When you have outcome data that is not continuous, we can’t use a least squares approach as it is only appropriate for continuous outcomes. However, we can generalize the idea of a linear model to allow for binary or count outcomes. This is called a generalized linear model (GLM). GLM’s extend regression to situations beyond the continuous outcomes with Normal errors (Nelder and Wedderburn 1972), and they are, in fact, a broad class of models for outcomes that are continuous, discrete, binary, etc.

GLM’s requires a three-part specification:

  1. Distributional assumption for \(Y\)
  2. Systematic component with \(\mathbf{X}\)
  3. Link function to relate \(E(Y)\) with systematic component

6.6.1 Distributional Assumption

The first assumption you need to make to fit a GLM is to assume a distribution for the outcome \(Y\).

Many distributions you have learned in probability (normal, Bernoulli, binomial, Poisson) belong to the exponential family of distributions that share a general form and statistical properties. GLM’s are limited to this family of distributions.

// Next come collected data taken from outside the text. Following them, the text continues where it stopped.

//! Logging setup utilities for the sign-language video chat application.

use tracing_subscriber::{layer::SubscriberExt, util::SubscriberInitExt};

/// Initialize the tracing subscriber with the specified default log level.
///
/// This function sets up logging for both the library crate and the binary.
/// The log level can be overridden using the `RUST_LOG` environment variable.
///
/// # Arguments
///
/// * `binary_name` - The name of the binary (e.g., "server")
/// * `default_level` - The default log level (e.g., "debug", "info", "warn", "error")
///
/// # Examples
///
/// ```no_run
/// use shuwa::common::logger::setup_logger;
///
/// setup_logger("server", "debug");
/// ```
pub fn setup_logger(binary_name: &str, default_log_level: &str) {
    tracing_subscriber::registry()
        .with(
            tracing_subscriber::EnvFilter::try_from_default_env().unwrap_or_else(|_| {
                format!(
                    "{}={},{}={}",
                    env!("CARGO_PKG_NAME").replace("-", "_"),
                    default_log_level,
                    binary_name,
                    default_log_level
                )
                .into()
            }),
        )
        .with(tracing_subscriber::fmt::layer())
        .init();
}
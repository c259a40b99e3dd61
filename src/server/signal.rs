//! Graceful shutdown signal handling.

/// Resolve when the process receives Ctrl+C or SIGTERM.
pub async fn shutdown_signal() {
    let ctrl_c = async {
        tokio::signal::ctrl_c()
            .await
            .expect("failed to install Ctrl+C handler");
    };

    #[cfg(unix)]
    let terminate = async {
        tokio::signal::unix::signal(tokio::signal::unix::SignalKind::terminate())
            .expect("failed to install SIGTERM handler")
            .recv()
            .await;
    };

    #[cfg(not(unix))]
    let terminate = std::future::pending::<()>();

    tokio::select! {
        _ = ctrl_c => {},
        _ = terminate => {},
    }

    tracing::info!("shutdown signal received");
}
//! The relay backend: pair-scoped chat and video relays plus the shared
//! sign-prediction endpoint.

pub mod handler;
pub mod predictor;
pub mod runner;
pub mod signal;
pub mod state;

pub use predictor::{
    ConstantPredictor, PredictError, PredictorOutput, SequenceBuffer, SignPredictor,
    SEQUENCE_LENGTH,
};
pub use runner::{router, run_server};
//! Server execution logic.

use std::sync::Arc;

use axum::{
    routing::{get, post},
    Router,
};
use tower_http::trace::TraceLayer;

use super::{
    handler::{asl_handler, chat_handler, health_check, issue_identity, video_handler},
    predictor::SignPredictor,
    signal::shutdown_signal,
    state::{AppState, PeerRegistry},
};

/// Build the relay router.
///
/// Exposed separately from [`run_server`] so tests can serve it on an
/// ephemeral port.
pub fn router(predictor: Option<Arc<dyn SignPredictor>>) -> Router {
    let state = Arc::new(AppState {
        chat: PeerRegistry::default(),
        video: PeerRegistry::default(),
        predictor,
    });

    Router::new()
        .route("/ws/chat/{peer_id}/", get(chat_handler))
        .route("/ws/video/{peer_id}/", get(video_handler))
        .route("/ws/asl/", get(asl_handler))
        .route("/api/health", get(health_check))
        .route("/api/identity", post(issue_identity))
        .layer(TraceLayer::new_for_http())
        .with_state(state)
}

/// Run the relay server.
///
/// # Arguments
///
/// * `host` - The host address to bind to (e.g., "127.0.0.1")
/// * `port` - The port number to bind to (e.g., 8000)
/// * `predictor` - The sign prediction model, when one is available
pub async fn run_server(
    host: String,
    port: u16,
    predictor: Option<Arc<dyn SignPredictor>>,
) -> Result<(), Box<dyn std::error::Error>> {
    if predictor.is_none() {
        tracing::warn!("no sign predictor configured; /ws/asl/ will report the model unavailable");
    }
    let app = router(predictor);

    let bind_addr = format!("{}:{}", host, port);
    let listener = tokio::net::TcpListener::bind(&bind_addr).await?;

    tracing::info!("relay server listening on {}", listener.local_addr()?);
    tracing::info!("chat endpoint: ws://{}/ws/chat/{{peer_id}}/", bind_addr);
    tracing::info!("Press Ctrl+C to shutdown gracefully");

    axum::serve(listener, app)
        .with_graceful_shutdown(shutdown_signal())
        .await?;

    tracing::info!("Server shutdown complete");

    Ok(())
}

One important statistical property of the exponential family is that the variance can be written as a scaled function of the mean,

\[Var(Y) = \phi v(\mu)\quad \text{ where } E(Y) = \mu\]

where \(\phi>0\) is a dispersion or scale parameter and \(v(\mu)\) is a variance function of the mean.

6.6.2 Systematic Component

For a GLM, the mean or a transformed mean can be expressed as a linear combination of explanatory variables, which we’ll notate as \(\eta\):

\[\eta = \beta_0 + \beta_1X_{1}+\beta_2X_{2}+\cdots+\beta_pX_{p} \]

You’ll need to decide which explanatory variables should be used to model the mean. This may include a time variable (e.g., age, time since baseline, etc.) and other unit characteristics that are time-varying or time-invariant. We’ll refer to this as the mean model.